The test is split into four parts: writing,reading, speaking and listening. We asked a teacher of English as a Foreign Language with 25 years of experience for some tips in how to do well in this high-stakes exam. Here’s what she said:
Familiarize yourself with the type of questions and tasks that you are going to be asked in each part of the IELTS Speaking, Reading, Writing and Listening test. It is important that you know the format of each section of the test. Doing practice tests will help you do this, but there is so much more you can do to improve your chances of getting the score you need. Do plan your revision time and try to understand if there is an area that you should particularly work on. Here are some tips to start you off.
The Writing Test
Before you take the test, look at the type of graphs and diagrams and typical topics and that come up in the IELTS writing paper. Keep a notebook and record vocabulary and useful phrases related to these areas. Remember to record language patterns or ‘meaningful chunks’ rather than isolated words as it will help you to use the language effectively and relevant for all sections of the exam.
During the test, spend time planning your answer and making a note of the type of language that you are going to use. Read the question carefully and make sure that you answer the question and connect your ideas logically. Remember the writing test, particularly part 2, is an opportunity to show off what you know while part 1 requires you to describe what you see in very concise but more simple language.
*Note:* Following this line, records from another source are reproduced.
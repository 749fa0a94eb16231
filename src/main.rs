use std::net::SocketAddr;
use std::sync::Arc;

use tokio::net::TcpListener;

use kinabalu::application::services::{
    ChunkedTranscriber, DialogueExtractor, DiarizationService, RetryPolicy,
};
use kinabalu::infrastructure::audio::{EnergySplitter, FfmpegNormalizer, OpenAiWhisperEngine};
use kinabalu::infrastructure::llm::OpenAiChatClient;
use kinabalu::infrastructure::media::{LocalUploadStore, YtDlpDownloader};
use kinabalu::infrastructure::observability::{TracingConfig, init_tracing};
use kinabalu::presentation::{AppState, Settings, create_router};

#[tokio::main]
async fn main() -> anyhow::Result<()> {
    let settings = Settings::from_env()?;

    init_tracing(TracingConfig::default(), settings.server.port);

    let temp_dir = settings.audio.temp_dir.clone();
    let normalizer = Arc::new(FfmpegNormalizer::new(temp_dir.clone())?);
    let segmenter = Arc::new(EnergySplitter::default());
    let engine = Arc::new(OpenAiWhisperEngine::new(
        settings.openai.api_key.clone(),
        settings.openai.base_url.clone(),
        Some(settings.openai.transcription_model.clone()),
    ));
    let chat = Arc::new(OpenAiChatClient::new(
        settings.openai.api_key.clone(),
        settings.openai.base_url.clone(),
        Some(settings.openai.chat_model.clone()),
    ));

    let transcriber = Arc::new(ChunkedTranscriber::new(
        normalizer,
        segmenter,
        engine,
        RetryPolicy::remote_api(),
    ));
    let dialogue = Arc::new(DialogueExtractor::new(chat, RetryPolicy::remote_api()));
    let diarization_service = Arc::new(DiarizationService::new(transcriber, dialogue));

    let upload_store = Arc::new(LocalUploadStore::new(temp_dir.clone())?);
    let video_downloader = Arc::new(YtDlpDownloader::new(temp_dir)?);

    let addr: SocketAddr = format!("{}:{}", settings.server.host, settings.server.port).parse()?;

    let state = AppState {
        diarization_service,
        upload_store,
        video_downloader,
        settings,
    };

    let router = create_router(state);

    tracing::info!("Listening on {}", addr);

    let listener = TcpListener::bind(addr).await?;
    axum::serve(listener, router).await?;

    Ok(())
}
mod init_tracing;
mod request_id;
mod transcript_sanitizer;

pub use init_tracing::{TracingConfig, init_tracing};
pub use request_id::{REQUEST_ID_HEADER, RequestId, request_id_middleware};
pub use transcript_sanitizer::sanitize_transcript;
use std::path::Path;
use std::time::Duration;

use crate::application::ports::{SegmenterError, SpeechSegmenter};
use crate::domain::{AudioSegment, SpeechSpan};

use super::wav_codec;

/// Frame length used for energy analysis.
const FRAME_SECS: f64 = 0.01;

/// Energy-based voice activity detection over a normalized mono waveform.
///
/// A 10 ms frame counts as speech when 10·log10 of its mean squared 16-bit
/// amplitude reaches the energy threshold. Consecutive speech frames are
/// grown into regions, tolerating up to `max_silence` of quiet inside a
/// region; regions shorter than `min_duration` are dropped and regions
/// reaching the caller's maximum segment duration are split there, with
/// detection continuing on the remainder.
pub struct EnergySplitter {
    min_duration: Duration,
    max_silence: Duration,
    energy_threshold_db: f64,
}

impl EnergySplitter {
    pub fn new(min_duration: Duration, max_silence: Duration, energy_threshold_db: f64) -> Self {
        Self {
            min_duration,
            max_silence,
            energy_threshold_db,
        }
    }

    fn detect_spans(&self, samples: &[i16], sample_rate: u32, max_segment: Duration) -> Vec<SpeechSpan> {
        let frame_len = ((sample_rate as f64 * FRAME_SECS) as usize).max(1);
        let max_silence_frames = (self.max_silence.as_secs_f64() / FRAME_SECS).round() as usize;
        let max_segment_frames = ((max_segment.as_secs_f64() / FRAME_SECS).round() as usize).max(1);

        let mut spans = Vec::new();
        let mut region_start: Option<usize> = None;
        let mut last_active = 0usize;
        let mut silence_run = 0usize;

        let total_frames = samples.len() / frame_len;
        for frame_idx in 0..total_frames {
            let frame = &samples[frame_idx * frame_len..(frame_idx + 1) * frame_len];
            let active = frame_energy_db(frame) >= self.energy_threshold_db;

            match region_start {
                None => {
                    if active {
                        region_start = Some(frame_idx);
                        last_active = frame_idx;
                        silence_run = 0;
                    }
                }
                Some(start) => {
                    if active {
                        last_active = frame_idx;
                        silence_run = 0;
                    } else {
                        silence_run += 1;
                        if silence_run > max_silence_frames {
                            self.close_region(&mut spans, start, last_active);
                            region_start = None;
                            continue;
                        }
                    }
                    // Split long speech runs at the duration cap and keep
                    // detecting from the next frame.
                    if frame_idx + 1 - start >= max_segment_frames {
                        self.close_region(&mut spans, start, frame_idx);
                        region_start = None;
                        silence_run = 0;
                    }
                }
            }
        }

        if let Some(start) = region_start {
            self.close_region(&mut spans, start, last_active);
        }

        spans
    }

    fn close_region(&self, spans: &mut Vec<SpeechSpan>, start_frame: usize, end_frame: usize) {
        let start_secs = start_frame as f64 * FRAME_SECS;
        let end_secs = (end_frame + 1) as f64 * FRAME_SECS;
        if end_secs - start_secs >= self.min_duration.as_secs_f64() {
            spans.push(SpeechSpan::new(start_secs, end_secs));
        }
    }
}

impl Default for EnergySplitter {
    /// Detection parameters of the production pipeline: 0.5 s minimum
    /// segment, 0.3 s tolerated intra-segment silence, 30 dB threshold.
    fn default() -> Self {
        Self::new(
            Duration::from_millis(500),
            Duration::from_millis(300),
            30.0,
        )
    }
}

impl SpeechSegmenter for EnergySplitter {
    fn segment(
        &self,
        wav_path: &Path,
        max_segment: Duration,
    ) -> Result<Vec<AudioSegment>, SegmenterError> {
        let (samples, sample_rate) = wav_codec::read_mono_wav(wav_path)?;
        let spans = self.detect_spans(&samples, sample_rate, max_segment);

        let segments = spans
            .into_iter()
            .map(|span| {
                let start = (span.start_secs() * sample_rate as f64) as usize;
                let end = ((span.end_secs() * sample_rate as f64) as usize).min(samples.len());
                AudioSegment::new(samples[start..end].to_vec(), sample_rate, span)
            })
            .collect::<Vec<_>>();

        tracing::debug!(
            segments = segments.len(),
            duration_secs = samples.len() as f64 / sample_rate as f64,
            "Speech detection finished"
        );

        Ok(segments)
    }
}

fn frame_energy_db(frame: &[i16]) -> f64 {
    let mean_square = frame
        .iter()
        .map(|&s| {
            let s = s as f64;
            s * s
        })
        .sum::<f64>()
        / frame.len() as f64;
    10.0 * mean_square.max(f64::MIN_POSITIVE).log10()
}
Use complex sentences and a range of subordinate clauses to help you achieve a higher score in the IELTS Writing test, part 2. For example use conditional clauses to introduce and justify your ideas e.g “We could not meet the world’s food demand if we did not grow genetically modified crops.”
The Reading Test
You may read and write short messages via blogs, WeChat or emails on your phone or computer, but to prepare for the IELTS Reading exam you will have to get used to reading much longer length texts on a variety of subjects. You will also have to read quickly! To prepare yourself, start by reading longer articles in your own language about things that interest you. You have to train yourself to enjoy reading again. Then move onto longer articles in English on similar subjects. The more you read, the quicker you will become. Once you have learnt to read longer articles, move onto the IELTS texts and start to time yourself doing the test.
The Speaking Test
To prepare for the test, record yourself reading an article or doing an actual speaking test. Then listen to yourself and notice your pronunciation and intonation. Find a ‘study buddy’ and practise together. It is also a good idea to do this just before you go into the test too so you are already thinking in English. Get used to giving opinions on a range of topics. Watch TV programmes in which people discuss and debate ideas.
This is an opportunity to show off how much English grammar and vocabulary you know. You should try and use different tenses in your answers. Also make sure that you give reasons to support what you are saying.
The Listening Test
You only have one chance to hear each of the four sections of the listening text. To increase your chances of success in this part of the test you should expose yourself to as much spoken English language as you can. Make sure you are familiar with all the English sounds, numbers and letters. Watch TV programs or listen to radio programs on typical subjects covered by IELTS. Listen to TED talks and visit art galleries and museums (either online or face-to-face) as they often have real or virtual tours.